Baton Rouge Area FoundationPublished: 08 November 2017
BATON ROUGE, La. – New Orleans writer Ladee Hubbard’s novel, “The Talented Ribkins,” has been named winner of the 2017 Ernest J. Gaines Award for Literary Excellence.
Now in its 11th year, the Gaines Award is a nationally acclaimed $10,000 prize handed out annually by Baton Rouge Area Foundation donors to recognize outstanding work from rising African-American fiction writers while honoring Louisiana native Ernest Gaines’ extraordinary contribution to the literary world.
Previous winners of the Ernest J. Gaines award include Crystal Wilkinson for “Birds of Opulence,” T. Geronimo Johnson for “Welcome to Braggsville,” Attica Locke for “The Cutting Season,” Stephanie Powell Watts for “We Are Taking Only What We Need” and Dinaw Mengestu for “How to Read the Air.”
Award ceremonies take place at 6:30 p.m. on Jan. 18 at the Manship Theatre at the Shaw Center for the Arts in downtown Baton Rouge. Hubbard will read excerpts from her winning novel. The ceremony is free and open to the public, although reservations are requested at gainesaward@braf.org.
Hubbard earned a bachelor’s degree from Princeton University, a master’s of fine arts in dramatic writing from New York University and a master’s of fine arts in creative writing from the University of Wisconsin. She earned a Ph.D. from the University of California, Los Angeles. While attending Princeton, she was mentored by Nobel Prize winning author Toni Morrison. Hubbard is a professor of African studies at Tulane University.
“The Talented Ribkins” is Hubbard’s first novel. It was inspired by the essay “The Talented Tenth,” written in 1903 by civil rights sociologist W.E.B. Du Bois, calling for exceptional men to step up to help save their race.
The novel follows Johnny Ribkins and his family who are on a race to dig up stolen money stashed all over Florida before Johnny’s former mobster boss finds him. Luckily, Johnny’s family hold unusual superpowers that help him in his search although the superpowers get in the way from time to time. The novel incorporates race, class and politics, and the unique gifts that bind the Ribkins family together.
Due to the exceptional quality of entries, judges for the Gaines Award short-listed three books for commendation this year – “New People,” by Danzy Senna, “What It Means When a Man Falls from the Sky” by Lesley Nneka Arimah and “What We Lose” by Zinzi Clemmons.

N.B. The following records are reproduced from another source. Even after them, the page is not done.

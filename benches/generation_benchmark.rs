//! Benchmarks for evaluating and breeding arena generations.
//!
//! A tournament generation is the hot path: n(n-1)/2 matches fanned out on
//! the rayon pool.

#![allow(missing_docs)]

use std::hint::black_box;
use std::sync::Arc;

use criterion::{BatchSize, Criterion, criterion_group, criterion_main};
use genetics::arena::{ArenaConfig, ArenaFactory, ArenaPlayerConfig, ArenaPlayerFactory};
use genetics::{
    NaturalSelectionConfig, NaturalSelectionPopulationFactory, PopulationFactory,
    PopulationIteration, RoundTournamentIteration, SimpleIteration,
};

fn population_factory(
    arena: &ArenaConfig,
) -> NaturalSelectionPopulationFactory<ArenaPlayerFactory> {
    let players = ArenaPlayerFactory::new(arena, ArenaPlayerConfig::default());
    NaturalSelectionPopulationFactory::new(
        Arc::new(players),
        NaturalSelectionConfig::new(2, 4, 1, 1),
    )
}

fn bench_tournament_generation(c: &mut Criterion) {
    let arena = ArenaConfig::default();
    let factory = population_factory(&arena);
    let population = factory.create_initial_population();
    let iteration = RoundTournamentIteration::new(Arc::new(ArenaFactory::with_seed(arena, 42)));

    c.bench_function("tournament_generation_8", |b| {
        b.iter(|| black_box(iteration.run(black_box(&population))));
    });
}

fn bench_simple_generation(c: &mut Criterion) {
    let arena = ArenaConfig::default();
    let factory = population_factory(&arena);
    let population = factory.create_initial_population();
    let iteration = SimpleIteration::new(Arc::new(ArenaFactory::with_seed(arena, 42)));

    c.bench_function("simple_generation_8", |b| {
        b.iter(|| black_box(iteration.run(black_box(&population))));
    });
}

fn bench_breeding(c: &mut Criterion) {
    let arena = ArenaConfig::default();
    let factory = population_factory(&arena);
    let iteration = SimpleIteration::new(Arc::new(ArenaFactory::with_seed(arena, 42)));

    c.bench_function("breed_generation_8", |b| {
        b.iter_batched(
            || {
                let population = factory.create_initial_population();
                let result = iteration.run(&population);
                (population, result)
            },
            |(population, result)| {
                if let Ok(result) = result {
                    black_box(factory.create_next_population(&population, &result));
                }
            },
            BatchSize::SmallInput,
        );
    });
}

criterion_group!(
    benches,
    bench_tournament_generation,
    bench_simple_generation,
    bench_breeding
);
criterion_main!(benches);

The national panel of judges for the 2017 Gaines Award are: Edward P. Jones, Pulitzer Prize winner for his 2003 novel, “The Known World”; Anthony Grooms, a critically acclaimed author and creative writing professor at Kennesaw State University; renowned author Elizabeth Nunez, professor of English at Hunter College-City University of New York; Francine Prose, author of more than 20 books, including “Blue Angel,” a nominee for the 2000 National Book Award; and Patricia Towers, former features editor for O, The Oprah Magazine and a founding editor of Vanity Fair magazine.
About Ernest Gaines
Ernest Gaines, a native of Louisiana’s Pointe Coupee Parish and a literary legend, has received a National Medal of Arts (2013), a MacArthur Foundation’s Genius Grant, and the National Humanities Medal. He is a member of the French Ordre des Arts et des Lettres.
His critically acclaimed novel “The Autobiography of Miss Jane Pittman” was adapted into a made-for-TV movie that won nine Emmy awards. His 1993 novel “A Lesson Before Dying” won the National Book Critics Circle Award for fiction.
Mr. Gaines’ latest work is “The Tragedy of Brady Sims,” a 100-page novella set in New Orleans in the 1940s amid the Great Migration.